# GOAL OF THE EXERCISE
Your task is to transcribe, without alteration, the lines from the top of the material below through the line bearing "use synack_core::completion::ResultWriter;", inclusive.

# TASK INPUTS
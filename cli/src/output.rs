use std::collections::BTreeMap;
use std::io::Write;

use async_trait::async_trait;
use colored::*;
use synack_common::record::{Outcome, ScanRecord};
use synack_core::completion::ResultWriter;

/// Prints one line per finished target, then a count per outcome.
pub struct TerminalWriter<W: Write + Send> {
    out: W,
    counts: BTreeMap<&'static str, usize>,
}

impl TerminalWriter<std::io::Stdout> {
    pub fn stdout() -> Self {
        Self::new(std::io::stdout())
    }
}

impl<W: Write + Send> TerminalWriter<W> {
    pub fn new(out: W) -> Self {
        Self {
            out,
            counts: BTreeMap::new(),
        }
    }

    pub fn into_inner(self) -> W {
        self.out
    }
}

fn colorize(outcome: &Outcome) -> ColoredString {
    let text = outcome.to_string();
    match outcome {
        Outcome::Data { .. } => text.green().bold(),
        Outcome::Closed(_) => text.yellow(),
        Outcome::Expired => text.bright_black(),
        Outcome::Incomplete => text.red(),
    }
}

#[async_trait]
impl<W: Write + Send> ResultWriter for TerminalWriter<W> {
    async fn write(&mut self, record: &ScanRecord) -> anyhow::Result<()> {
        *self.counts.entry(record.outcome.label()).or_default() += 1;
        writeln!(
            self.out,
            "{:<46} {:<18} ttl={} win={}",
            record.identity().to_string(),
            colorize(&record.outcome),
            record.packet.ttl,
            record.packet.window
        )?;
        Ok(())
    }

    async fn finish(&mut self) -> anyhow::Result<()> {
        let total: usize = self.counts.values().sum();
        let breakdown: Vec<String> = self
            .counts
            .iter()
            .map(|(label, count)| format!("{label}={count}"))
            .collect();
        writeln!(self.out, "{} targets finished: {}", total, breakdown.join(" "))?;
        self.out.flush()?;
        Ok(())
    }
}

// ╔════════════════════════════════════════════╗
// ║ ████████╗███████╗███████╗████████╗███████╗ ║
// ║ ╚══██╔══╝██╔════╝██╔════╝╚══██╔══╝██╔════╝ ║
// ║    ██║   █████╗  ███████╗   ██║   ███████╗ ║
// ║    ██║   ██╔══╝  ╚════██║   ██║   ╚════██║ ║
// ║    ██║   ███████╗███████║   ██║   ███████║ ║
// ║    ╚═╝   ╚══════╝╚══════╝   ╚═╝   ╚══════╝ ║
// ╚════════════════════════════════════════════╝
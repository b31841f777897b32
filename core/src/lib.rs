//! # Synack Core
//!
//! The response-processing engine of the scanner. Inbound TCP segments are
//! verified against the [`state`] table, run through the [`classifier`], and
//! either re-checked later by the [`timeout`] worker or finalized through the
//! [`completion`] sink, with [`teardown`] closing the remote side.
//!
//! The [`engine`] module wires those pieces into running tasks; [`network`]
//! and [`prober`] provide the raw-socket collaborators around them.

pub mod classifier;
pub mod completion;
pub mod engine;
pub mod fingerprint;
pub mod network;
pub mod prober;
pub mod state;
pub mod teardown;
pub mod timeout;
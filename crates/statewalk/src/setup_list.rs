use crate::{SchedulerError, TestGraph};
use std::fs;
use std::path::Path;

pub const SETUP_LIST_FILE_NAME: &str = "setup_list";

#[derive(Clone, Debug, PartialEq, Eq)]
pub struct SetupEntry {
    pub name: String,
    pub should_run: bool,
    pub should_clean: bool,
}

/// Renders the setup state of every node, one `name run clean` line per node
/// in graph order.
pub fn render_setup_list(graph: &TestGraph) -> String {
    let mut output = String::new();
    for (_, node) in graph.nodes() {
        output.push_str(&format!(
            "{} {} {}\n",
            node.name,
            u8::from(node.should_run),
            u8::from(node.should_clean)
        ));
    }
    output
}

pub fn parse_setup_list(source: &str) -> Result<Vec<SetupEntry>, SchedulerError> {
    let mut entries = Vec::new();
    for (index, line) in source.lines().enumerate() {
        let line = line.trim();
        if line.is_empty() {
            continue;
        }
        let fields: Vec<&str> = line.split_whitespace().collect();
        let [name, should_run, should_clean] = fields.as_slice() else {
            return Err(SchedulerError::invariant(format!(
                "corrupted setup list file: line {} has {} fields",
                index + 1,
                fields.len()
            )));
        };
        entries.push(SetupEntry {
            name: (*name).to_string(),
            should_run: parse_flag(should_run, index)?,
            should_clean: parse_flag(should_clean, index)?,
        });
    }
    Ok(entries)
}

fn parse_flag(value: &str, index: usize) -> Result<bool, SchedulerError> {
    match value {
        "1" => Ok(true),
        "0" => Ok(false),
        other => Err(SchedulerError::invariant(format!(
            "corrupted setup list file: line {} has flag '{}'",
            index + 1,
            other
        ))),
    }
}

/// Applies parsed flags to the graph nodes in order.
///
/// A list shorter than the graph only updates its prefix.
pub fn apply_setup_list(graph: &mut TestGraph, entries: &[SetupEntry]) -> Result<(), SchedulerError> {
    if entries.len() > graph.node_count() {
        return Err(SchedulerError::invariant(format!(
            "corrupted setup list file: {} entries for {} nodes",
            entries.len(),
            graph.node_count()
        )));
    }
    let ids: Vec<_> = graph.nodes().map(|(id, _)| id).collect();
    for (entry, id) in entries.iter().zip(&ids) {
        if graph.node(*id).name != entry.name {
            return Err(SchedulerError::invariant(format!(
                "corrupted setup list file: expected '{}' but found '{}'",
                graph.node(*id).name,
                entry.name
            )));
        }
    }
    for (entry, id) in entries.iter().zip(ids) {
        let node = graph.node_mut(id);
        node.should_run = entry.should_run;
        node.should_clean = entry.should_clean;
    }
    Ok(())
}

pub fn save_setup_list(graph: &TestGraph, path: &Path) -> Result<(), SchedulerError> {
    if let Some(parent) = path.parent() {
        fs::create_dir_all(parent).map_err(|error| {
            SchedulerError::Io(format!(
                "failed to create setup list parent directory '{}': {}",
                parent.display(),
                error
            ))
        })?;
    }
    fs::write(path, render_setup_list(graph)).map_err(|error| {
        SchedulerError::Io(format!(
            "failed writing setup list file '{}': {}",
            path.display(),
            error
        ))
    })
}

pub fn load_setup_list(graph: &mut TestGraph, path: &Path) -> Result<(), SchedulerError> {
    let source = fs::read_to_string(path).map_err(|error| {
        SchedulerError::Io(format!(
            "failed reading setup list file '{}': {}",
            path.display(),
            error
        ))
    })?;
    let entries = parse_setup_list(&source)?;
    apply_setup_list(graph, &entries)
}
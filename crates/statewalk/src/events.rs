use serde::{Deserialize, Serialize};
use tokio::sync::mpsc;

use std::sync::Arc;
use std::time::{SystemTime, UNIX_EPOCH};

#[derive(Clone, Debug, PartialEq, Serialize, Deserialize)]
pub struct RuntimeEvent {
    pub sequence_no: u64,
    pub timestamp: String,
    pub kind: RuntimeEventKind,
}

#[derive(Clone, Debug, PartialEq, Serialize, Deserialize)]
#[serde(tag = "category", rename_all = "snake_case")]
pub enum RuntimeEventKind {
    Traversal(TraversalEvent),
    Node(NodeEvent),
    Task(TaskEvent),
    Progress(ProgressEvent),
}

#[derive(Clone, Debug, PartialEq, Serialize, Deserialize)]
#[serde(tag = "kind", rename_all = "snake_case")]
pub enum TraversalEvent {
    Started {
        run_id: String,
        graph_id: String,
        node_count: usize,
    },
    Completed {
        run_id: String,
        graph_id: String,
        executed: usize,
        failed: usize,
    },
    Interrupted {
        run_id: String,
        graph_id: String,
    },
    Failed {
        run_id: String,
        graph_id: String,
        reason: String,
    },
}

#[derive(Clone, Debug, PartialEq, Serialize, Deserialize)]
#[serde(tag = "kind", rename_all = "snake_case")]
pub enum NodeEvent {
    Started {
        run_id: String,
        node: String,
    },
    Completed {
        run_id: String,
        node: String,
        status: String,
        notes: Option<String>,
    },
    Skipped {
        run_id: String,
        node: String,
    },
    Rerun {
        run_id: String,
        node: String,
        object: String,
    },
    Cleaned {
        run_id: String,
        node: String,
    },
}

#[derive(Clone, Debug, PartialEq, Serialize, Deserialize)]
#[serde(tag = "kind", rename_all = "snake_case")]
pub enum TaskEvent {
    Started {
        run_id: String,
        task: String,
        object: String,
        action: String,
    },
    Completed {
        run_id: String,
        task: String,
        object: String,
        status: String,
        notes: Option<String>,
    },
}

#[derive(Clone, Debug, PartialEq, Serialize, Deserialize)]
#[serde(tag = "kind", rename_all = "snake_case")]
pub enum ProgressEvent {
    Reported {
        run_id: String,
        finished: usize,
        total: usize,
    },
}

pub trait RuntimeEventObserver: Send + Sync {
    fn on_event(&self, event: &RuntimeEvent);
}

impl<F> RuntimeEventObserver for F
where
    F: Fn(&RuntimeEvent) + Send + Sync,
{
    fn on_event(&self, event: &RuntimeEvent) {
        self(event);
    }
}

pub type SharedRuntimeEventObserver = Arc<dyn RuntimeEventObserver>;
pub type RuntimeEventSender = mpsc::UnboundedSender<RuntimeEvent>;
pub type RuntimeEventReceiver = mpsc::UnboundedReceiver<RuntimeEvent>;

#[derive(Clone, Default)]
pub struct RuntimeEventSink {
    observer: Option<SharedRuntimeEventObserver>,
    sender: Option<RuntimeEventSender>,
}

impl RuntimeEventSink {
    pub fn with_observer(observer: SharedRuntimeEventObserver) -> Self {
        Self {
            observer: Some(observer),
            sender: None,
        }
    }

    pub fn with_sender(sender: RuntimeEventSender) -> Self {
        Self {
            observer: None,
            sender: Some(sender),
        }
    }

    pub fn observer(mut self, observer: SharedRuntimeEventObserver) -> Self {
        self.observer = Some(observer);
        self
    }

    pub fn sender(mut self, sender: RuntimeEventSender) -> Self {
        self.sender = Some(sender);
        self
    }

    pub fn is_enabled(&self) -> bool {
        self.observer.is_some() || self.sender.is_some()
    }

    pub fn emit(&self, event: RuntimeEvent) {
        if let Some(observer) = self.observer.as_ref() {
            observer.on_event(&event);
        }
        if let Some(sender) = self.sender.as_ref() {
            let _ = sender.send(event);
        }
    }
}

pub fn runtime_event_channel() -> (RuntimeEventSender, RuntimeEventReceiver) {
    mpsc::unbounded_channel()
}

/// Stamps events of one run with a monotonically increasing sequence number.
pub(crate) struct EventEmitter {
    sink: RuntimeEventSink,
    sequence_no: u64,
}

impl EventEmitter {
    pub(crate) fn new(sink: RuntimeEventSink) -> Self {
        Self {
            sink,
            sequence_no: 0,
        }
    }

    pub(crate) fn emit(&mut self, kind: RuntimeEventKind) {
        if !self.sink.is_enabled() {
            return;
        }
        self.sequence_no += 1;
        self.sink.emit(RuntimeEvent {
            sequence_no: self.sequence_no,
            timestamp: timestamp_now(),
            kind,
        });
    }
}

fn timestamp_now() -> String {
    let since_epoch = SystemTime::now()
        .duration_since(UNIX_EPOCH)
        .unwrap_or_default();
    format!(
        "{}.{:03}Z",
        since_epoch.as_secs(),
        since_epoch.subsec_millis()
    )
}
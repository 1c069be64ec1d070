use thiserror::Error;

#[derive(Debug, Error, Clone, PartialEq, Eq)]
pub enum SchedulerError {
    #[error("invariant violation: {0}")]
    InvariantViolation(String),
    #[error("validation error: {0}")]
    Validation(String),
    #[error("unsupported configuration: {0}")]
    Unsupported(String),
    #[error("traversal interrupted")]
    Interrupted,
    #[error("traversal exceeded the step limit of {0}")]
    StepLimitExceeded(u64),
    #[error("executor error: {0}")]
    Executor(String),
    #[error("DOT parse error: {0}")]
    DotParse(String),
    #[error("invalid graph: {0}")]
    InvalidGraph(String),
    #[error("io error: {0}")]
    Io(String),
}

impl SchedulerError {
    pub fn invariant(message: impl Into<String>) -> Self {
        Self::InvariantViolation(message.into())
    }

    pub fn validation(message: impl Into<String>) -> Self {
        Self::Validation(message.into())
    }
}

# SOLUTION FOR THIS EXERCISE
filename cli/src/output.rs
use std::collections::BTreeMap;
use std::io::Write;

use async_trait::async_trait;
use colored::*;
use synack_common::record::{Outcome, ScanRecord};
use synack_core::completion::ResultWriter;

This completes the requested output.